• What is required: Please print only the top portion of the entries below, ending with the line that contains "assert_eq!(step.state.invaders.len(), 21);", exactly as written.

• Supplied material:
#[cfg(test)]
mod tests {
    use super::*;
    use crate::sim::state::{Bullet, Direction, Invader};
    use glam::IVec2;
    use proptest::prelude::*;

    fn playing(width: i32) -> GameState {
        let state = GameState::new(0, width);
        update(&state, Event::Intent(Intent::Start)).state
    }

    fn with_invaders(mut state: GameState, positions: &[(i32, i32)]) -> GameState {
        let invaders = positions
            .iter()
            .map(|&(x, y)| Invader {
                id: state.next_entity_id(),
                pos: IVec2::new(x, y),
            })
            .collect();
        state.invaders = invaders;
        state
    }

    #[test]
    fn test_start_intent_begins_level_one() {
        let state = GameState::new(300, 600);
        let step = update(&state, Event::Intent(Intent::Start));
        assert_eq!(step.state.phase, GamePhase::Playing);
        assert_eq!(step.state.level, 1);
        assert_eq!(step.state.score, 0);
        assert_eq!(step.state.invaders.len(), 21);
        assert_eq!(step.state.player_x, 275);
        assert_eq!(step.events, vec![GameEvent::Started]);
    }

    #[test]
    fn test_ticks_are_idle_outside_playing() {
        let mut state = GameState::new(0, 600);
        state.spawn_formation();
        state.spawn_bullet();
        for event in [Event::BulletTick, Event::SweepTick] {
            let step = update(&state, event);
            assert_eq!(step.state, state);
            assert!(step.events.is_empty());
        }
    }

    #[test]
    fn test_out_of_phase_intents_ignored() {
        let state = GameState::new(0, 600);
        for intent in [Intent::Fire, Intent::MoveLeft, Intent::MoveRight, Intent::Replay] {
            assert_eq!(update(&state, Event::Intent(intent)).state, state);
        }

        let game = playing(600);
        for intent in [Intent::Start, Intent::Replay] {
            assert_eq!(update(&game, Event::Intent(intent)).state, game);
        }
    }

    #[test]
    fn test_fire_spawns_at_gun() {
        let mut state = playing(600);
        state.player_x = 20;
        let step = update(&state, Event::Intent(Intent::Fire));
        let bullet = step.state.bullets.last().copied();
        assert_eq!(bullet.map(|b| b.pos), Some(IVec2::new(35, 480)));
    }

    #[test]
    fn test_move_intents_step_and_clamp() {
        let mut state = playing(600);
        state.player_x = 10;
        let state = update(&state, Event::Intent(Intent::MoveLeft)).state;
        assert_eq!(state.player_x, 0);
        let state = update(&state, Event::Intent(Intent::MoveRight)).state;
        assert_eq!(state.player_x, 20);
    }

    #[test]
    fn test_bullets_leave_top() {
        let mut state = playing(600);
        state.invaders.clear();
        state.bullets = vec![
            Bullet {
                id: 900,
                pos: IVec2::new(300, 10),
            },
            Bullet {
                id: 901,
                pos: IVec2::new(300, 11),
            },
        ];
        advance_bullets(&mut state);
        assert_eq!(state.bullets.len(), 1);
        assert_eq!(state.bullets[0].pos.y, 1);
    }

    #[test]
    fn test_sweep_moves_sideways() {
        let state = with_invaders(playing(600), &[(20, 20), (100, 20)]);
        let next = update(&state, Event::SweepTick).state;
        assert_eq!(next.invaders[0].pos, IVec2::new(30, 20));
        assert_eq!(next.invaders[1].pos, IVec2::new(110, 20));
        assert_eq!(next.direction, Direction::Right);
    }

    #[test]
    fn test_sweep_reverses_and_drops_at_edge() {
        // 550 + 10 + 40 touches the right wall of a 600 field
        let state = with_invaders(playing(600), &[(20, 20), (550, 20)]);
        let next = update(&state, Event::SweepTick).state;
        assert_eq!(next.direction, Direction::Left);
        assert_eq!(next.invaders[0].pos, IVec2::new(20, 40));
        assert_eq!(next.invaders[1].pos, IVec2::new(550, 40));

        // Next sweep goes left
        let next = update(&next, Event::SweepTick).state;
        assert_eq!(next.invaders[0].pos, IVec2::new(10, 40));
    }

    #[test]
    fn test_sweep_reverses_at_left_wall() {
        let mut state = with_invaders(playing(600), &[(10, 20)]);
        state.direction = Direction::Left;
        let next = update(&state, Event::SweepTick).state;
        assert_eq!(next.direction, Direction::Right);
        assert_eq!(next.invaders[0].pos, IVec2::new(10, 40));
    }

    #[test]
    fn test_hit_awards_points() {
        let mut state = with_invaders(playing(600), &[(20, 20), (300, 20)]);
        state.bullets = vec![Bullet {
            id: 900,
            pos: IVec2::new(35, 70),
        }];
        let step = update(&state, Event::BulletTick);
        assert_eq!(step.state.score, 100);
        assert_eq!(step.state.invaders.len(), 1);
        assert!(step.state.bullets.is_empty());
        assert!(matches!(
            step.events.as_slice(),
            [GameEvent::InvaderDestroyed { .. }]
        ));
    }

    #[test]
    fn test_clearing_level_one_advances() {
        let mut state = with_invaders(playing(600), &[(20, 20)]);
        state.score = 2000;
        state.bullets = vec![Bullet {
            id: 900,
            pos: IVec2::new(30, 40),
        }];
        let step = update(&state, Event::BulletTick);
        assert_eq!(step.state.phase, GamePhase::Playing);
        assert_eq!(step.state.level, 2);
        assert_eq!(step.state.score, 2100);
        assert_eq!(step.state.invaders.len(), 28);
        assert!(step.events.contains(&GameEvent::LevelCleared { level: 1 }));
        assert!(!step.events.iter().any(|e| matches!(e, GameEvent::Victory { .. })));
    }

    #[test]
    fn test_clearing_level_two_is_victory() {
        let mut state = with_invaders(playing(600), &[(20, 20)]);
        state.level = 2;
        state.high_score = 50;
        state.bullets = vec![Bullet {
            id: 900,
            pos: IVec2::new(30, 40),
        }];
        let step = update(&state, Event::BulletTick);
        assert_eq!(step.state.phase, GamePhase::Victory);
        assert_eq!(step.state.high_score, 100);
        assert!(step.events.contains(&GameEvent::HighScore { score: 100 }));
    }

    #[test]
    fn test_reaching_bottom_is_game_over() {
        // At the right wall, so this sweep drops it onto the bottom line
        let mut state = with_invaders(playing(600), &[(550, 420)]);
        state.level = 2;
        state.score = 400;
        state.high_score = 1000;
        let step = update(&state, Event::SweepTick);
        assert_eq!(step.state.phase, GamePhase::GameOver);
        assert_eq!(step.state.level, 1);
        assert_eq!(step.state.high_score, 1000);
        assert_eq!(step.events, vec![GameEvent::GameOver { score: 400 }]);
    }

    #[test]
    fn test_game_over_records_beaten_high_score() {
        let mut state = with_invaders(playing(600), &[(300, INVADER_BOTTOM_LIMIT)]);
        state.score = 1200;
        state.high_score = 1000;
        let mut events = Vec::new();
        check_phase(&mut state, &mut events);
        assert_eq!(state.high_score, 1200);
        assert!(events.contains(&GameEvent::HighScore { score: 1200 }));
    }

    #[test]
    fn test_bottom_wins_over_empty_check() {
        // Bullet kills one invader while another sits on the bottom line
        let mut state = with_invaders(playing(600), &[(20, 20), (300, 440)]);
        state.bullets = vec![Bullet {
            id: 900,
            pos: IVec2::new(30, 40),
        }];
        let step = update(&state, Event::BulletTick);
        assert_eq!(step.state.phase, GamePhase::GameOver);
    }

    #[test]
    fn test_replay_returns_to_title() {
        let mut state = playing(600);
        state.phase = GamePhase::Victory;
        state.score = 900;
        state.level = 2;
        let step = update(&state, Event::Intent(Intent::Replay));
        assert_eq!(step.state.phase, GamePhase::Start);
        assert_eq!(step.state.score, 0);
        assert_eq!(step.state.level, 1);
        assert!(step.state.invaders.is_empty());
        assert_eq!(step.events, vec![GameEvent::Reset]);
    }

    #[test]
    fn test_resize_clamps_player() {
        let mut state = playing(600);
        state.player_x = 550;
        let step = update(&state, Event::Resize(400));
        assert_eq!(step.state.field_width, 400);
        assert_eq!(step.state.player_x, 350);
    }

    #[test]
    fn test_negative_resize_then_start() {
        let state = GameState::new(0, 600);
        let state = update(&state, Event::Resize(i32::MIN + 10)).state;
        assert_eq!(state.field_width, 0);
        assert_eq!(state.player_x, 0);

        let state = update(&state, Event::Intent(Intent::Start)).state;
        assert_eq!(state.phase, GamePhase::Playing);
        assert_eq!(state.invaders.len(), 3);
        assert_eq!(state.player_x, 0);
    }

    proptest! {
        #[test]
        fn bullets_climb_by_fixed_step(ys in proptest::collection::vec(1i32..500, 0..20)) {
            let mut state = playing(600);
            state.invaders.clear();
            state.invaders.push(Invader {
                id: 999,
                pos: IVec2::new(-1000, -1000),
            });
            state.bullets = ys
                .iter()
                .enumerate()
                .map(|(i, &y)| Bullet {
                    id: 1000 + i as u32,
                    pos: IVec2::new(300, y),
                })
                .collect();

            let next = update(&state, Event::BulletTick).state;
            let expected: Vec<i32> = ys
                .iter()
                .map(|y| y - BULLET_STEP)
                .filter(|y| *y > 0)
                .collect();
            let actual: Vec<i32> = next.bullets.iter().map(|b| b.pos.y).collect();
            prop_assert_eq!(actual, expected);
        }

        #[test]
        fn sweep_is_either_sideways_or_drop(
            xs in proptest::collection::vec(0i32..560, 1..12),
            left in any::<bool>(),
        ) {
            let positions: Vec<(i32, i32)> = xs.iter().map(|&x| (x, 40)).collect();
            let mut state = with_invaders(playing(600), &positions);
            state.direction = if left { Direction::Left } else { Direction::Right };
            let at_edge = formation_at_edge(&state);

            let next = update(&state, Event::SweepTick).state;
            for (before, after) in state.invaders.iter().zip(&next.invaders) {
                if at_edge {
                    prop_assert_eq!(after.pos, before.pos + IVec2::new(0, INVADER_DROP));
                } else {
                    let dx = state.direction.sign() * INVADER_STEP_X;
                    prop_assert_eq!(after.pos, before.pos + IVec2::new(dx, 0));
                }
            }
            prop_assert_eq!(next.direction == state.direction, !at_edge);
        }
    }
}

• The answer:
#[cfg(test)]
mod tests {
    use super::*;
    use crate::sim::state::{Bullet, Direction, Invader};
    use glam::IVec2;
    use proptest::prelude::*;

    fn playing(width: i32) -> GameState {
        let state = GameState::new(0, width);
        update(&state, Event::Intent(Intent::Start)).state
    }

    fn with_invaders(mut state: GameState, positions: &[(i32, i32)]) -> GameState {
        let invaders = positions
            .iter()
            .map(|&(x, y)| Invader {
                id: state.next_entity_id(),
                pos: IVec2::new(x, y),
            })
            .collect();
        state.invaders = invaders;
        state
    }

    #[test]
    fn test_start_intent_begins_level_one() {
        let state = GameState::new(300, 600);
        let step = update(&state, Event::Intent(Intent::Start));
        assert_eq!(step.state.phase, GamePhase::Playing);
        assert_eq!(step.state.level, 1);
        assert_eq!(step.state.score, 0);
        assert_eq!(step.state.invaders.len(), 21);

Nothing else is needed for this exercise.